Description of the task >> Show every line from the data below that includes "reports".
Data shown section start
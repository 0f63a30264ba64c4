//! Internal utilities.

mod det_rng;

pub use det_rng::{derive_stream, DetRng};
//! Per-domain promise registry.
//!
//! Each domain owns one [`Registry`]: the slice of the process-wide promise
//! graph whose records live on that domain. A record carries the promise
//! state machine, the parent/child edges (stored as ids, so the graph has
//! no ownership cycles), the suspended continuation for task promises, and
//! the `on_resolve` finalizer for syscall promises.
//!
//! State machine invariants enforced here:
//!
//! - a record leaves `Pending` at most once ([`Registry::settle`] is a
//!   no-op on terminal records)
//! - consumption removes the record; an absent record is the `Consumed`
//!   state and a re-await reports `AlreadyConsumed`
//! - the pending count tracked per domain drives the quiescence protocol

use crate::error::{Error, Result};
use crate::events::RunnableEntry;
use crate::fiber::Fiber;
use crate::ops::Cx;
use crate::types::{CancelReason, Outcome, PanicPayload, PromiseId};
use parking_lot::Mutex;
use std::any::Any;
use std::collections::{BTreeSet, HashMap};
use std::sync::atomic::{AtomicBool, Ordering};
use std::sync::Arc;

/// Type-erased value carried by a resolved promise.
pub(crate) type ErasedValue = Box<dyn Any + Send>;

/// Type-erased outcome moved between domains and out of the registry.
pub(crate) type ErasedOutcome = Outcome<ErasedValue>;

/// A task closure, erased to the registry's value representation.
pub(crate) type TaskClosure = Box<dyn FnOnce(&Cx) -> Result<ErasedValue> + Send>;

/// A syscall promise's value-producing finalizer.
pub(crate) type OnResolve = Box<dyn FnOnce() -> Result<ErasedValue> + Send>;

/// Shared cancellation cell, observed by the running closure.
///
/// For a parallel task the same cell is shared by the home record, the
/// dispatcher submission, and the execution record, so a cancel request is
/// visible on the worker even before the cross-domain post is drained.
#[derive(Debug, Default)]
pub(crate) struct CancelCell {
    requested: AtomicBool,
    reason: Mutex<Option<CancelReason>>,
}

impl CancelCell {
    pub(crate) fn new() -> Self {
        Self::default()
    }

    /// Records a cancellation request, strengthening any existing reason.
    pub(crate) fn request(&self, reason: CancelReason) {
        let mut guard = self.reason.lock();
        match guard.as_mut() {
            Some(existing) => {
                existing.strengthen(&reason);
            }
            None => *guard = Some(reason),
        }
        self.requested.store(true, Ordering::Release);
    }

    pub(crate) fn is_requested(&self) -> bool {
        self.requested.load(Ordering::Acquire)
    }

    /// Returns the recorded reason, or the default if none was stored.
    pub(crate) fn reason(&self) -> CancelReason {
        self.reason.lock().clone().unwrap_or_default()
    }
}

/// Whether a promise is backed by a closure or by external resolution.
#[derive(Debug, Clone, Copy, PartialEq, Eq)]
pub(crate) enum PromiseKind {
    /// Has an associated closure the scheduler runs.
    Task,
    /// No closure; resolved through the events interface.
    Syscall,
}

/// The state of a promise.
///
/// `Consumed` has no variant: consuming an outcome removes the record, and
/// an absent record reports `AlreadyConsumed` on re-await.
pub(crate) enum PromiseState {
    Pending,
    Resolved(ErasedValue),
    Failed(Error),
    Cancelled(CancelReason),
    Panicked(PanicPayload),
}

impl PromiseState {
    pub(crate) fn is_pending(&self) -> bool {
        matches!(self, Self::Pending)
    }

    pub(crate) fn from_outcome(outcome: ErasedOutcome) -> Self {
        match outcome {
            Outcome::Resolved(v) => Self::Resolved(v),
            Outcome::Failed(e) => Self::Failed(e),
            Outcome::Cancelled(r) => Self::Cancelled(r),
            Outcome::Panicked(p) => Self::Panicked(p),
        }
    }

    /// Moves a terminal state out as an outcome. `None` for `Pending`.
    pub(crate) fn into_outcome(self) -> Option<ErasedOutcome> {
        match self {
            Self::Pending => None,
            Self::Resolved(v) => Some(Outcome::Resolved(v)),
            Self::Failed(e) => Some(Outcome::Failed(e)),
            Self::Cancelled(r) => Some(Outcome::Cancelled(r)),
            Self::Panicked(p) => Some(Outcome::Panicked(p)),
        }
    }

    pub(crate) fn name(&self) -> &'static str {
        match self {
            Self::Pending => "Pending",
            Self::Resolved(_) => "Resolved",
            Self::Failed(_) => "Failed",
            Self::Cancelled(_) => "Cancelled",
            Self::Panicked(_) => "Panicked",
        }
    }
}

impl core::fmt::Debug for PromiseState {
    fn fmt(&self, f: &mut core::fmt::Formatter<'_>) -> core::fmt::Result {
        f.write_str(self.name())
    }
}

/// The continuation slot of a task record.
pub(crate) enum ResumeSlot {
    /// Closure not yet begun; queued as a `Start` entry.
    NotStarted(TaskClosure),
    /// Fiber parked at a suspension point.
    Suspended(Fiber),
    /// Fiber currently held by the scheduler (executing).
    Running,
    /// No continuation (syscall promises, finished tasks).
    Empty,
}

impl core::fmt::Debug for ResumeSlot {
    fn fmt(&self, f: &mut core::fmt::Formatter<'_>) -> core::fmt::Result {
        f.write_str(match self {
            Self::NotStarted(_) => "NotStarted",
            Self::Suspended(_) => "Suspended",
            Self::Running => "Running",
            Self::Empty => "Empty",
        })
    }
}

/// One promise record in a domain's registry slice.
pub(crate) struct PromiseRecord {
    pub id: PromiseId,
    pub kind: PromiseKind,
    pub state: PromiseState,
    pub parent: Option<PromiseId>,
    pub children: BTreeSet<PromiseId>,
    pub resume: ResumeSlot,
    pub on_resolve: Option<OnResolve>,
    /// The task awaiting this promise (at most one; single-await).
    pub waiter: Option<PromiseId>,
    pub cancel: Arc<CancelCell>,
    /// Home facet of a parallel task: execution happens on another domain.
    pub remote: bool,
}

impl PromiseRecord {
    /// A concurrent task record with its closure queued to start.
    pub(crate) fn task(
        id: PromiseId,
        parent: Option<PromiseId>,
        closure: TaskClosure,
        cancel: Arc<CancelCell>,
    ) -> Self {
        Self {
            id,
            kind: PromiseKind::Task,
            state: PromiseState::Pending,
            parent,
            children: BTreeSet::new(),
            resume: ResumeSlot::NotStarted(closure),
            on_resolve: None,
            waiter: None,
            cancel,
            remote: false,
        }
    }

    /// The home facet of a parallel task; the closure runs elsewhere.
    pub(crate) fn remote_home(
        id: PromiseId,
        parent: Option<PromiseId>,
        cancel: Arc<CancelCell>,
    ) -> Self {
        Self {
            id,
            kind: PromiseKind::Task,
            state: PromiseState::Pending,
            parent,
            children: BTreeSet::new(),
            resume: ResumeSlot::Empty,
            on_resolve: None,
            waiter: None,
            cancel,
            remote: true,
        }
    }

    /// The execution facet of a parallel task on the worker domain.
    pub(crate) fn execution(id: PromiseId, cancel: Arc<CancelCell>) -> Self {
        Self {
            id,
            kind: PromiseKind::Task,
            state: PromiseState::Pending,
            parent: None,
            children: BTreeSet::new(),
            resume: ResumeSlot::Running,
            on_resolve: None,
            waiter: None,
            cancel,
            remote: false,
        }
    }

    /// A syscall promise with its value-producing finalizer.
    pub(crate) fn syscall(
        id: PromiseId,
        parent: Option<PromiseId>,
        on_resolve: OnResolve,
        cancel: Arc<CancelCell>,
    ) -> Self {
        Self {
            id,
            kind: PromiseKind::Syscall,
            state: PromiseState::Pending,
            parent,
            children: BTreeSet::new(),
            resume: ResumeSlot::Empty,
            on_resolve: Some(on_resolve),
            waiter: None,
            cancel,
            remote: false,
        }
    }
}

/// Result of a [`Registry::settle`] call.
pub(crate) struct Settled {
    /// False if the record was absent or already terminal.
    pub changed: bool,
    /// The waiter to make runnable, if one was registered.
    pub waiter: Option<PromiseId>,
}

/// One domain's slice of the promise graph.
#[derive(Default)]
pub(crate) struct Registry {
    records: HashMap<PromiseId, PromiseRecord>,
    pending: usize,
}

impl Registry {
    pub(crate) fn new() -> Self {
        Self::default()
    }

    /// Number of records still in `Pending` state on this domain.
    ///
    /// Drives quiescence: a domain with zero pending promises and an empty
    /// run queue may sleep on the dispatcher.
    pub(crate) fn pending_count(&self) -> usize {
        self.pending
    }

    pub(crate) fn insert(&mut self, record: PromiseRecord) {
        debug_assert!(record.state.is_pending());
        debug_assert!(!self.records.contains_key(&record.id));
        self.pending += 1;
        self.records.insert(record.id, record);
    }

    pub(crate) fn get(&self, id: PromiseId) -> Option<&PromiseRecord> {
        self.records.get(&id)
    }

    pub(crate) fn get_mut(&mut self, id: PromiseId) -> Option<&mut PromiseRecord> {
        self.records.get_mut(&id)
    }

    /// Removes a record, maintaining the pending count.
    pub(crate) fn remove(&mut self, id: PromiseId) -> Option<PromiseRecord> {
        let record = self.records.remove(&id)?;
        if record.state.is_pending() {
            self.pending -= 1;
        }
        Some(record)
    }

    /// Transitions a record out of `Pending` exactly once.
    ///
    /// Returns the registered waiter so the caller can make it runnable.
    /// No-op (`changed == false`) if the record is absent or already
    /// terminal: a promise leaves `Pending` at most once.
    pub(crate) fn settle(&mut self, id: PromiseId, state: PromiseState) -> Settled {
        debug_assert!(!state.is_pending());
        let Some(record) = self.records.get_mut(&id) else {
            return Settled {
                changed: false,
                waiter: None,
            };
        };
        if !record.state.is_pending() {
            return Settled {
                changed: false,
                waiter: None,
            };
        }
        record.state = state;
        record.on_resolve = None;
        if matches!(record.resume, ResumeSlot::Suspended(_)) {
            // A parked fiber must be woken, never dropped; suspended tasks
            // settle through their own trampoline.
            debug_assert!(false, "settle on a suspended fiber");
        } else {
            record.resume = ResumeSlot::Empty;
        }
        self.pending -= 1;
        Settled {
            changed: true,
            waiter: record.waiter.take(),
        }
    }

    /// Detaches `child` from its parent's children set, if the parent is
    /// still present on this domain.
    pub(crate) fn detach_child(&mut self, parent: Option<PromiseId>, child: PromiseId) {
        if let Some(parent) = parent {
            if let Some(record) = self.records.get_mut(&parent) {
                record.children.remove(&child);
            }
        }
    }
}

/// Downcasts an erased outcome back to its typed form.
pub(crate) fn downcast_outcome<T: 'static>(outcome: ErasedOutcome) -> Result<Outcome<T>> {
    match outcome {
        Outcome::Resolved(v) => match v.downcast::<T>() {
            Ok(v) => Ok(Outcome::Resolved(*v)),
            Err(_) => Err(Error::internal("promise value type mismatch")),
        },
        Outcome::Failed(e) => Ok(Outcome::Failed(e)),
        Outcome::Cancelled(r) => Ok(Outcome::Cancelled(r)),
        Outcome::Panicked(p) => Ok(Outcome::Panicked(p)),
    }
}

/// Discard wrapper for entries the clean pass throws away; keeps the intent
/// greppable at call sites.
pub(crate) fn discard_entry(entry: RunnableEntry) {
    drop(entry);
}
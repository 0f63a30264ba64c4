//! Shared helpers for unit tests.

use std::sync::{Mutex, MutexGuard, Once, PoisonError};

static INIT_LOGGING: Once = Once::new();
static RUNTIME_LOCK: Mutex<()> = Mutex::new(());

/// Initialize test logging with trace-level output.
///
/// Safe to call multiple times; only initializes once.
pub fn init_test_logging() {
    INIT_LOGGING.call_once(|| {
        let _ = tracing_subscriber::fmt()
            .with_max_level(tracing::Level::TRACE)
            .with_test_writer()
            .with_thread_ids(true)
            .with_target(true)
            .with_ansi(false)
            .try_init();
    });
}

/// Serializes tests that start a runtime: one runtime per process at a
/// time is part of the contract, and the test harness runs in parallel.
pub fn runtime_lock() -> MutexGuard<'static, ()> {
    RUNTIME_LOCK.lock().unwrap_or_else(PoisonError::into_inner)
}
//! Runtime construction, the `run` entry point, and teardown.
//!
//! A runtime is a fixed pool of domains: the main domain (id 0), which
//! runs the caller's body as the root task, plus `workers` worker domains.
//! The pool size is fixed at `run` time; there is no dynamic growth. One
//! runtime may be active per process at a time.

use crate::domain::{run_domain, DomainHandle, Role};
use crate::error::{Error, ErrorKind, Result};
use crate::events::{Events, NoopEvents};
use crate::dispatch::Dispatcher;
use crate::ops::Cx;
use crate::registry::{CancelCell, ErasedValue, PromiseRecord, TaskClosure};
use crate::runqueue::ReadyEntry;
use crate::types::{DomainId, Outcome, PromiseId};
use crate::util::derive_stream;
use std::sync::atomic::{AtomicBool, Ordering};
use std::sync::Arc;
use std::thread;
use tracing::{debug, info};

/// Stream label for the dispatcher's PRNG; domain streams use their index.
const DISPATCHER_STREAM: u64 = u64::MAX;

static RUNTIME_ACTIVE: AtomicBool = AtomicBool::new(false);

struct ActiveGuard;

impl Drop for ActiveGuard {
    fn drop(&mut self) {
        RUNTIME_ACTIVE.store(false, Ordering::Release);
    }
}

/// State shared by every domain of one runtime.
pub(crate) struct RuntimeShared {
    domains: Vec<Arc<DomainHandle>>,
    pub(crate) dispatcher: Dispatcher,
    shutdown: AtomicBool,
    thread_name_prefix: String,
}

impl RuntimeShared {
    pub(crate) fn domain(&self, id: DomainId) -> &Arc<DomainHandle> {
        &self.domains[id.index()]
    }

    pub(crate) fn domain_count(&self) -> usize {
        self.domains.len()
    }

    pub(crate) fn is_shutdown(&self) -> bool {
        self.shutdown.load(Ordering::Acquire)
    }

    fn begin_shutdown(&self) {
        self.shutdown.store(true, Ordering::Release);
    }

    pub(crate) fn thread_name_prefix(&self) -> &str {
        &self.thread_name_prefix
    }
}

type EventsFactory = Box<dyn Fn(DomainId) -> Arc<dyn Events>>;

/// Builder for a runtime with custom configuration.
///
/// ```no_run
/// use tandem::Builder;
///
/// let sum = Builder::new()
///     .domains(3)
///     .seed(42)
///     .run(|cx| {
///         let p = cx.call(|_| Ok(21))?;
///         let q = cx.call(|_| Ok(21))?;
///         Ok(cx.wait(&p)?.unwrap() + cx.wait(&q)?.unwrap())
///     })
///     .unwrap();
/// assert_eq!(sum, 42);
/// ```
pub struct Builder {
    workers: Option<usize>,
    seed: Option<u64>,
    thread_name_prefix: String,
    events: Option<EventsFactory>,
}

impl Builder {
    /// Creates a builder with default configuration.
    #[must_use]
    pub fn new() -> Self {
        Self {
            workers: None,
            seed: None,
            thread_name_prefix: "tandem".to_string(),
            events: None,
        }
    }

    /// Sets the number of *worker* domains (the main domain is always
    /// present on top of these). Default: `available_parallelism() - 1`,
    /// minimum 1. With zero workers, `call` fails with `EmptyDomainPool`.
    #[must_use]
    pub fn domains(mut self, workers: usize) -> Self {
        self.workers = Some(workers);
        self
    }

    /// Seeds the runtime PRNG. All scheduling tie-breaks derive from this
    /// seed; a logged seed reproduces the same decisions. Default: OS
    /// entropy.
    #[must_use]
    pub fn seed(mut self, seed: u64) -> Self {
        self.seed = Some(seed);
        self
    }

    /// Sets the worker and fiber thread name prefix.
    #[must_use]
    pub fn thread_name_prefix(mut self, prefix: impl Into<String>) -> Self {
        self.thread_name_prefix = prefix.into();
        self
    }

    /// Installs an events-source factory, invoked once per domain.
    /// Default: [`NoopEvents`].
    #[must_use]
    pub fn events<F>(mut self, factory: F) -> Self
    where
        F: Fn(DomainId) -> Arc<dyn Events> + 'static,
    {
        self.events = Some(Box::new(factory));
        self
    }

    /// Initializes the runtime, spawns the workers, runs `body` as the
    /// root task on the main domain, tears everything down, and returns
    /// `body`'s result.
    ///
    /// # Panics
    ///
    /// Re-raises a panic of the root task's closure.
    pub fn run<T, F>(self, body: F) -> Result<T>
    where
        T: Send + 'static,
        F: FnOnce(&Cx) -> Result<T> + Send + 'static,
    {
        if RUNTIME_ACTIVE
            .compare_exchange(false, true, Ordering::AcqRel, Ordering::Acquire)
            .is_err()
        {
            return Err(Error::new(ErrorKind::AlreadyRunning)
                .with_context("another runtime is active in this process"));
        }
        let _guard = ActiveGuard;

        let workers = self.workers.unwrap_or_else(default_workers);
        let seed = self.seed.unwrap_or_else(entropy_seed);
        let factory: EventsFactory = self
            .events
            .unwrap_or_else(|| Box::new(|_| Arc::new(NoopEvents)));
        info!(seed, workers, "runtime starting");

        let total = workers + 1;
        let domains: Vec<Arc<DomainHandle>> = (0..total)
            .map(|index| {
                let id = DomainId(u32::try_from(index).unwrap_or(u32::MAX));
                Arc::new(DomainHandle::new(
                    id,
                    derive_stream(seed, index as u64),
                    factory(id),
                ))
            })
            .collect();
        let rt = Arc::new(RuntimeShared {
            domains,
            dispatcher: Dispatcher::new(derive_stream(seed, DISPATCHER_STREAM)),
            shutdown: AtomicBool::new(false),
            thread_name_prefix: self.thread_name_prefix,
        });

        // Enqueue the root task on the main domain.
        let root = PromiseId::next();
        let closure: TaskClosure = Box::new(move |cx| body(cx).map(|v| Box::new(v) as ErasedValue));
        let main = Arc::clone(rt.domain(DomainId(0)));
        {
            let mut core = main.core.lock();
            core.registry.insert(PromiseRecord::task(
                root,
                None,
                closure,
                Arc::new(CancelCell::new()),
            ));
            core.run_queue.push(ReadyEntry::Start(root));
        }
        debug!(promise = %root, "root task enqueued");

        let mut handles = Vec::with_capacity(workers);
        for index in 1..total {
            let worker_rt = Arc::clone(&rt);
            let dom = Arc::clone(rt.domain(DomainId(u32::try_from(index).unwrap_or(u32::MAX))));
            let spawned = thread::Builder::new()
                .name(format!("{}-domain-{index}", rt.thread_name_prefix()))
                .spawn(move || run_domain(&worker_rt, &dom, Role::Worker));
            match spawned {
                Ok(handle) => handles.push(handle),
                Err(e) => {
                    rt.begin_shutdown();
                    for dom in &rt.domains {
                        dom.interrupt();
                    }
                    for handle in handles {
                        let _ = handle.join();
                    }
                    return Err(Error::internal("failed to spawn worker domain")
                        .with_source(e));
                }
            }
        }

        run_domain(&rt, &main, Role::Main { root });

        rt.begin_shutdown();
        for dom in &rt.domains {
            dom.interrupt();
        }
        for handle in handles {
            let _ = handle.join();
        }
        info!("runtime stopped");

        let outcome = {
            let mut core = main.core.lock();
            core.registry
                .remove(root)
                .and_then(|rec| rec.state.into_outcome())
        };
        match outcome {
            Some(Outcome::Resolved(value)) => match value.downcast::<T>() {
                Ok(value) => Ok(*value),
                Err(_) => Err(Error::internal("root value type mismatch")),
            },
            Some(Outcome::Failed(e)) => Err(e),
            Some(Outcome::Cancelled(reason)) => Err(Error::cancelled(&reason)),
            Some(Outcome::Panicked(payload)) => {
                panic!("root task panicked: {}", payload.message())
            }
            None => Err(Error::internal("root promise vanished")),
        }
    }
}

impl Default for Builder {
    fn default() -> Self {
        Self::new()
    }
}

/// Runs `body` on a default-configured runtime. See [`Builder::run`].
pub fn run<T, F>(body: F) -> Result<T>
where
    T: Send + 'static,
    F: FnOnce(&Cx) -> Result<T> + Send + 'static,
{
    Builder::new().run(body)
}

/// Default worker count: one per physical core, minus the main domain.
fn default_workers() -> usize {
    thread::available_parallelism()
        .map(|n| n.get().saturating_sub(1))
        .unwrap_or(1)
        .max(1)
}

/// Seeds from OS entropy (hasher randomness mixed with the clock) when no
/// explicit seed was configured.
fn entropy_seed() -> u64 {
    use std::collections::hash_map::RandomState;
    use std::hash::{BuildHasher, Hasher};
    use std::time::{SystemTime, UNIX_EPOCH};

    let mut hasher = RandomState::new().build_hasher();
    let clock = SystemTime::now()
        .duration_since(UNIX_EPOCH)
        .map(|d| u64::from(d.subsec_nanos()) ^ d.as_secs())
        .unwrap_or(0);
    hasher.write_u64(clock);
    hasher.finish()
}

#[cfg(test)]
mod tests {
    use super::*;
    use crate::test_utils::{init_test_logging, runtime_lock};

    #[test]
    fn default_workers_is_at_least_one() {
        assert!(default_workers() >= 1);
    }

    #[test]
    fn run_returns_root_value() {
        init_test_logging();
        let _serial = runtime_lock();
        let result = Builder::new().domains(1).seed(7).run(|_| Ok(41 + 1));
        assert_eq!(result.unwrap(), 42);
    }

    #[test]
    fn run_propagates_root_error() {
        init_test_logging();
        let _serial = runtime_lock();
        let result: Result<()> = Builder::new()
            .domains(1)
            .seed(7)
            .run(|_| Err(Error::user("root failed")));
        assert_eq!(result.unwrap_err().kind(), ErrorKind::User);
    }

    #[test]
    fn concurrent_run_is_rejected() {
        init_test_logging();
        let _serial = runtime_lock();
        let result = Builder::new().domains(1).seed(7).run(|_| {
            // A nested run from inside a task must observe the guard.
            let nested = Builder::new().domains(1).run(|_| Ok(()));
            Ok(nested.unwrap_err().kind())
        });
        assert_eq!(result.unwrap(), ErrorKind::AlreadyRunning);
    }
}
//! Cancellation reason and kind types.
//!
//! Cancellation in Tandem is request-based: a reason is recorded on the
//! target and observed by the running task at its next suspension point.
//! Once requested, cancellation is never retracted.

use core::fmt;

/// The kind of cancellation request.
#[derive(Debug, Clone, Copy, PartialEq, Eq, Hash, PartialOrd, Ord)]
pub enum CancelKind {
    /// Explicit cancellation requested by user code.
    User,
    /// Cancellation because another branch of a `wait_first` completed.
    RaceLost,
    /// Cancellation because the parent task finished or was cancelled.
    ParentCancelled,
    /// Cancellation due to runtime shutdown.
    Shutdown,
}

impl CancelKind {
    /// Returns the severity of this cancellation kind.
    ///
    /// Higher severity cancellations take precedence when strengthening.
    #[must_use]
    pub const fn severity(self) -> u8 {
        match self {
            Self::User => 0,
            Self::RaceLost => 1,
            Self::ParentCancelled => 2,
            Self::Shutdown => 3,
        }
    }
}

impl fmt::Display for CancelKind {
    fn fmt(&self, f: &mut fmt::Formatter<'_>) -> fmt::Result {
        match self {
            Self::User => write!(f, "user"),
            Self::RaceLost => write!(f, "race lost"),
            Self::ParentCancelled => write!(f, "parent cancelled"),
            Self::Shutdown => write!(f, "shutdown"),
        }
    }
}

/// The reason for a cancellation, including kind and optional context.
#[derive(Debug, Clone, PartialEq, Eq)]
pub struct CancelReason {
    /// The kind of cancellation.
    pub kind: CancelKind,
    /// Optional human-readable message (static for determinism).
    pub message: Option<&'static str>,
}

impl CancelReason {
    /// Creates a new cancellation reason with the given kind.
    #[must_use]
    pub const fn new(kind: CancelKind) -> Self {
        Self {
            kind,
            message: None,
        }
    }

    /// Creates a user cancellation reason with a message.
    #[must_use]
    pub const fn user(message: &'static str) -> Self {
        Self {
            kind: CancelKind::User,
            message: Some(message),
        }
    }

    /// Creates a race-loser cancellation reason.
    #[must_use]
    pub const fn race_lost() -> Self {
        Self::new(CancelKind::RaceLost)
    }

    /// Creates a parent-cancelled cancellation reason.
    #[must_use]
    pub const fn parent_cancelled() -> Self {
        Self::new(CancelKind::ParentCancelled)
    }

    /// Creates a shutdown cancellation reason.
    #[must_use]
    pub const fn shutdown() -> Self {
        Self::new(CancelKind::Shutdown)
    }

    /// Strengthens this reason with another, keeping the more severe one.
    ///
    /// Returns `true` if the reason was changed.
    pub fn strengthen(&mut self, other: &Self) -> bool {
        if other.kind > self.kind {
            self.kind = other.kind;
            self.message = other.message;
            return true;
        }

        if other.kind < self.kind {
            return false;
        }

        match (self.message, other.message) {
            (None, Some(msg)) => {
                self.message = Some(msg);
                true
            }
            (Some(current), Some(candidate)) if candidate < current => {
                self.message = Some(candidate);
                true
            }
            _ => false,
        }
    }
}

impl Default for CancelReason {
    fn default() -> Self {
        Self::new(CancelKind::User)
    }
}

impl fmt::Display for CancelReason {
    fn fmt(&self, f: &mut fmt::Formatter<'_>) -> fmt::Result {
        write!(f, "{}", self.kind)?;
        if let Some(msg) = self.message {
            write!(f, ": {msg}")?;
        }
        Ok(())
    }
}

#[cfg(test)]
mod tests {
    use super::*;

    #[test]
    fn severity_ordering() {
        assert!(CancelKind::User.severity() < CancelKind::RaceLost.severity());
        assert!(CancelKind::RaceLost.severity() < CancelKind::ParentCancelled.severity());
        assert!(CancelKind::ParentCancelled.severity() < CancelKind::Shutdown.severity());
    }

    #[test]
    fn strengthen_takes_more_severe() {
        let mut reason = CancelReason::user("stop");
        assert!(reason.strengthen(&CancelReason::parent_cancelled()));
        assert_eq!(reason.kind, CancelKind::ParentCancelled);

        // Less severe should not change.
        assert!(!reason.strengthen(&CancelReason::race_lost()));
        assert_eq!(reason.kind, CancelKind::ParentCancelled);
    }

    #[test]
    fn strengthen_is_idempotent() {
        let mut reason = CancelReason::shutdown();
        assert!(!reason.strengthen(&CancelReason::shutdown()));
        assert_eq!(reason.kind, CancelKind::Shutdown);
    }

    #[test]
    fn strengthen_same_kind_picks_deterministic_message() {
        let mut reason = CancelReason::user("b");
        assert!(reason.strengthen(&CancelReason::user("a")));
        assert_eq!(reason.message, Some("a"));
    }
}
Data shown section end
Response area >>
//!   state and a re-await reports `AlreadyConsumed`
/// an absent record reports `AlreadyConsumed` on re-await.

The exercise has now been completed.